Le nerf vague et le système nerveux autonome sont reliés au système nerveux entérique qui est, comme son nom l’indique, un réseau de neurones situés dans le tractus gastro-intestinal. Ensuite il y a voies neuroendocrinesdont leaxe hypothalamo-hypophyso-surrénalien. Le stress chronique peut activer cet axe et favoriser la sécrétion de cortisol appelé justement l’hormone du stress. Le voies immunitaires constituent un autre moyen de communication entre le cerveau et l’intestin : le microbiote intestinal influence le niveau de cytokines inflammatoires et anti-inflammatoires, qui à leur tour influencent le fonctionnement cérébral.
Plus généralement, je bactéries intestinales ils produisent une variété surprenante de molécules qui affectent le système nerveux central : certains neurotransmetteurs importants, comme nous l’avons vu, mais aussi neurotoxines comme l’acide D-lactique et l’ammoniac qui ont un impact négatif sur les fonctions cognitives. Très important également acides gras à chaîne courte produit par des micro-organismes intestinaux qui peuvent traverser la barrière hémato-encéphalique du cerveau et avoir un impact sur les processus inflammatoires et plasticité neuronaleou la propriété du cerveau de créer de nouvelles connexions, donc de nouveaux souvenirs et connaissances.

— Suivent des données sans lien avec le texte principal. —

// Sweep Settings
// Optional YAML settings file with defaults matching the production sweep setup

use crate::error::{ServiceError, ServiceResult};
use crate::execution::{FailurePolicy, SchedulerConfig, ThrottleMode, ThrottlePolicy};
use crate::runners::SubmitOptions;
use crate::workflow::DEFAULT_MERGE_LIMIT;

use serde::{Deserialize, Serialize};
use std::path::{Path, PathBuf};
use std::time::Duration;
use tracing::debug;

/// Settings file looked up in the project root when none is given
pub const DEFAULT_SETTINGS_FILE: &str = "sweep.yml";

/// Parameter file read when none is given
pub const DEFAULT_PARAMETER_FILE: &str = "simulation_parameters.cfg";

/// Top-level sweep settings
#[derive(Debug, Clone, PartialEq, Serialize, Deserialize)]
#[serde(default, deny_unknown_fields)]
pub struct SweepSettings {
    /// Project root holding `inputs/` (default: detected from the working directory)
    pub project_root: Option<PathBuf>,

    /// CSV parameter file, relative to the project root
    pub parameter_file: PathBuf,

    /// Maximum histogram/peak-area pairs per merge job
    pub merge_limit: usize,

    pub throttle: ThrottleSettings,

    pub failure_policy: FailurePolicy,

    /// Submit planned workflows (false plans only)
    pub submit: bool,

    pub sites: Vec<String>,

    pub output_sites: Vec<String>,

    pub backend: BackendSettings,
}

impl Default for SweepSettings {
    fn default() -> Self {
        Self {
            project_root: None,
            parameter_file: PathBuf::from(DEFAULT_PARAMETER_FILE),
            merge_limit: DEFAULT_MERGE_LIMIT,
            throttle: ThrottleSettings::default(),
            failure_policy: FailurePolicy::default(),
            submit: true,
            sites: vec!["condorpool".to_string()],
            output_sites: vec!["remote".to_string()],
            backend: BackendSettings::default(),
        }
    }
}

/// Pacing mode names as written in the settings file
#[derive(Debug, Clone, Copy, PartialEq, Eq, Default, Serialize, Deserialize)]
#[serde(rename_all = "snake_case")]
pub enum ThrottleModeName {
    #[default]
    Simple,
    BatchLimited,
}

/// Pacing between submissions
#[derive(Debug, Clone, PartialEq, Serialize, Deserialize)]
#[serde(default, deny_unknown_fields)]
pub struct ThrottleSettings {
    pub mode: ThrottleModeName,

    /// Consecutive submissions of one set allowed before a wait (batch-limited only)
    pub batch_limit: u32,

    /// Wait length in hours (default: 7 simple, 5 batch-limited)
    pub wait_hours: Option<f64>,
}

impl Default for ThrottleSettings {
    fn default() -> Self {
        Self {
            mode: ThrottleModeName::Simple,
            batch_limit: 2,
            wait_hours: None,
        }
    }
}

impl ThrottleSettings {
    pub fn mode(&self) -> ThrottleMode {
        match self.mode {
            ThrottleModeName::Simple => ThrottleMode::Simple,
            ThrottleModeName::BatchLimited => ThrottleMode::BatchLimited {
                batch_limit: self.batch_limit,
            },
        }
    }

    pub fn policy(&self) -> ThrottlePolicy {
        let mode = self.mode();
        let hours = self
            .wait_hours
            .unwrap_or_else(|| ThrottlePolicy::default_wait_hours(mode));
        ThrottlePolicy::new(mode, Duration::from_secs((hours * 3600.0) as u64))
    }
}

/// Workflow engine settings
#[derive(Debug, Clone, PartialEq, Serialize, Deserialize)]
#[serde(default, deny_unknown_fields)]
pub struct BackendSettings {
    /// Planner executable name or path
    pub planner: String,

    /// Directory for generated catalogs, scratch space and planner runs
    pub work_dir: PathBuf,

    /// `dagman.retry`
    pub retries: u32,

    /// `dagman.stageout.maxjobs`
    pub stageout_max_jobs: u32,

    /// Key used by the submit node to reach the remote storage site
    pub ssh_private_key: Option<PathBuf>,

    pub remote: RemoteStorage,

    pub images: ContainerImages,

    pub resources: CondorResources,
}

impl Default for BackendSettings {
    fn default() -> Self {
        let work_dir = dirs::home_dir()
            .unwrap_or_else(|| PathBuf::from("."))
            .join("projects")
            .join("simulation-145mm-ggac");

        Self {
            planner: "pegasus-plan".to_string(),
            work_dir,
            retries: 3,
            stageout_max_jobs: 10,
            ssh_private_key: None,
            remote: RemoteStorage::default(),
            images: ContainerImages::default(),
            resources: CondorResources::default(),
        }
    }
}

/// Storage server receiving merged archives over scp
#[derive(Debug, Clone, Default, PartialEq, Eq, Serialize, Deserialize)]
#[serde(default, deny_unknown_fields)]
pub struct RemoteStorage {
    pub host: String,
    pub user: String,
    /// Base path; each workflow stores under `{base_path}/z{Z}.a{A}/{g1}-{g2}`
    pub base_path: String,
}

impl RemoteStorage {
    pub fn is_configured(&self) -> bool {
        !self.host.trim().is_empty()
            && !self.user.trim().is_empty()
            && !self.base_path.trim().is_empty()
    }
}

/// Container images attached to each job kind
#[derive(Debug, Clone, PartialEq, Eq, Serialize, Deserialize)]
#[serde(default, deny_unknown_fields)]
pub struct ContainerImages {
    pub simulation: String,
    pub processing: String,
    pub merge: String,
}

impl Default for ContainerImages {
    fn default() -> Self {
        Self {
            simulation: "/cvmfs/singularity.opensciencegrid.org/cnatzke/griffin_simulation:geant4.10.01"
                .to_string(),
            processing: "osdf:///ospool/ap20/data/cnatzke/containers/processing_stack_v1.0.sif"
                .to_string(),
            merge: "/cvmfs/singularity.opensciencegrid.org/cnatzke/prepare_files:latest"
                .to_string(),
        }
    }
}

/// HTCondor requirements and resource requests for the execution pool
#[derive(Debug, Clone, PartialEq, Eq, Serialize, Deserialize)]
#[serde(default, deny_unknown_fields)]
pub struct CondorResources {
    pub requirements: String,
    pub request_cpus: u32,
    pub request_memory: String,
    pub request_disk: String,
}

impl Default for CondorResources {
    fn default() -> Self {
        Self {
            requirements: "HAS_SINGULARITY == TRUE && OSG_HOST_KERNEL_VERSION >= 31000"
                .to_string(),
            request_cpus: 1,
            request_memory: "4 GB".to_string(),
            request_disk: "2 GB".to_string(),
        }
    }
}

impl SweepSettings {
    /// Parse settings from YAML text and validate them
    pub fn parse(content: &str) -> ServiceResult<Self> {
        let settings: Self = if content.trim().is_empty() {
            Self::default()
        } else {
            serde_yaml::from_str(content)?
        };
        settings.validate()?;
        Ok(settings)
    }

    /// Load settings from a YAML file
    pub fn load(path: &Path) -> ServiceResult<Self> {
        debug!(path = %path.display(), "Loading sweep settings");
        let content = std::fs::read_to_string(path)?;
        Self::parse(&content)
    }

    /// Load the explicit settings file, or `sweep.yml` in the project root if present
    pub fn load_or_default(explicit: Option<&Path>, project_root: &Path) -> ServiceResult<Self> {
        if let Some(path) = explicit {
            return Self::load(path);
        }
        let candidate = project_root.join(DEFAULT_SETTINGS_FILE);
        if candidate.is_file() {
            Self::load(&candidate)
        } else {
            Ok(Self::default())
        }
    }

    /// Check invariants that serde cannot express
    pub fn validate(&self) -> ServiceResult<()> {
        if self.merge_limit == 0 {
            return Err(invalid("merge_limit must be at least 1"));
        }
        if self.throttle.mode == ThrottleModeName::BatchLimited && self.throttle.batch_limit == 0 {
            return Err(invalid("throttle.batch_limit must be at least 1"));
        }
        if let Some(hours) = self.throttle.wait_hours {
            if !hours.is_finite() || hours < 0.0 {
                return Err(invalid(format!(
                    "throttle.wait_hours must be a non-negative number, got {}",
                    hours
                )));
            }
        }
        if self.sites.is_empty() {
            return Err(invalid("at least one execution site is required"));
        }
        if self.output_sites.is_empty() {
            return Err(invalid("at least one output site is required"));
        }
        if self.backend.planner.trim().is_empty() {
            return Err(invalid("backend.planner must not be empty"));
        }
        Ok(())
    }

    /// Extra checks before handing workflows to a real backend
    pub fn validate_for_submission(&self) -> ServiceResult<()> {
        self.validate()?;
        if !self.backend.remote.is_configured() {
            return Err(invalid(
                "backend.remote host, user and base_path are required to stage out results",
            ));
        }
        Ok(())
    }

    /// Project root from the settings, or detected from the working directory
    pub fn resolve_project_root(&self) -> PathBuf {
        crate::utils::resolve_project_root(self.project_root.as_deref())
    }

    /// Parameter file resolved against the project root
    pub fn parameter_path(&self, project_root: &Path) -> PathBuf {
        project_root.join(&self.parameter_file)
    }

    pub fn submit_options(&self) -> SubmitOptions {
        SubmitOptions {
            sites: self.sites.clone(),
            output_sites: self.output_sites.clone(),
            submit: self.submit,
        }
    }

    pub fn scheduler_config(&self, project_root: &Path) -> SchedulerConfig {
        SchedulerConfig {
            project_root: project_root.to_path_buf(),
            merge_limit: self.merge_limit,
            throttle: self.throttle.policy(),
            failure_policy: self.failure_policy,
            submit: self.submit_options(),
        }
    }
}

fn invalid(message: impl Into<String>) -> ServiceError {
    ServiceError::InvalidSettings(message.into())
}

Le microbiote et les troubles de l’humeur
Lorsque l’équilibre entre les différentes populations bactériennes est modifié, nous entrons dans une condition appelée dysbiose. Un déséquilibre du microbiote peut entraîner une diminution de la production de neurotransmetteurs comme la sérotonine, tout en augmentant l’inflammation et, avec le temps, un cercle vicieux que de plus en plus de recherches associent à un risque plus élevé de anxiété Et dépression. Certaines études ont montré que les patients ayant reçu un diagnostic de dépression ont un diversité microbienne plus faible dans l’intestin par rapport aux individus sains, avec des altérations dans la composition de la flore intestinale. Expériences menées transplanter des parties du microbiote des patients déprimés aux rats de laboratoire, il a observé chez ces derniers des comportements et des caractéristiques physiologiques liés à la dépression. Le microbiote « déprimé » affectait l’humeur des souris.

Des déséquilibres dans la régulation de l’axe hypothalamo-hypophyso-surrénalien sont également associés à troubles de l’humeurla dépression et une augmentation du stress. Le processus fonctionne comme un cercle vicieux: le stress chronique peut altérer la composition du microbiote, ce qui altère à son tour la réponse du nerf et de l’axe vague ; ceux-ci, à leur tour, deviennent dérégulés ils rétroagissent sur le stress et l’intestin en altérant le microbiote et en produisant de grandes quantités de cortisolqui influence la perméabilité intestinale en favorisant l’inflammation.
Tout comme la dysbiose aggrave l’humeur, un microbiote sain favorise une bonne résistance psychologique aux difficultés de la vie. Le acides gras à chaîne courte produites par les bactéries intestinales ont en effet un rôle déterminant dans le maintien de l’homéostasie organique et cérébrale : un exemple en est le butyratedont il a été démontré qu’il a des effets anti-inflammatoires et aide à améliorer l’humeur.
Des études ciblées ont constaté une augmentation Actinobactéries Et Entérobateriacées dans le microbiote intestinal des personnes diagnostiquées avec trouble bipolaire Et dépression majeureet une diminution significative de ces bactéries Faecalibactérie.
En résumé, les altérations du microbiote intestinal impactent la système nerveuxsur le système endocrinien et sur système immunitaire. Tant directement qu’indirectement, l’état de santé et « coexistence » des différents composants du microbiote intestinal (bactéries, virus et champignons), impacte notre cerveau, donc nos perceptions, notre sensibilité et notre état psychique. Une dernière curiosité non sollicitée : l’une des façons dont la médecine aborde le problème de la dysbiose est greffe fécale. Oui, c’est exactement ce que vous pensez.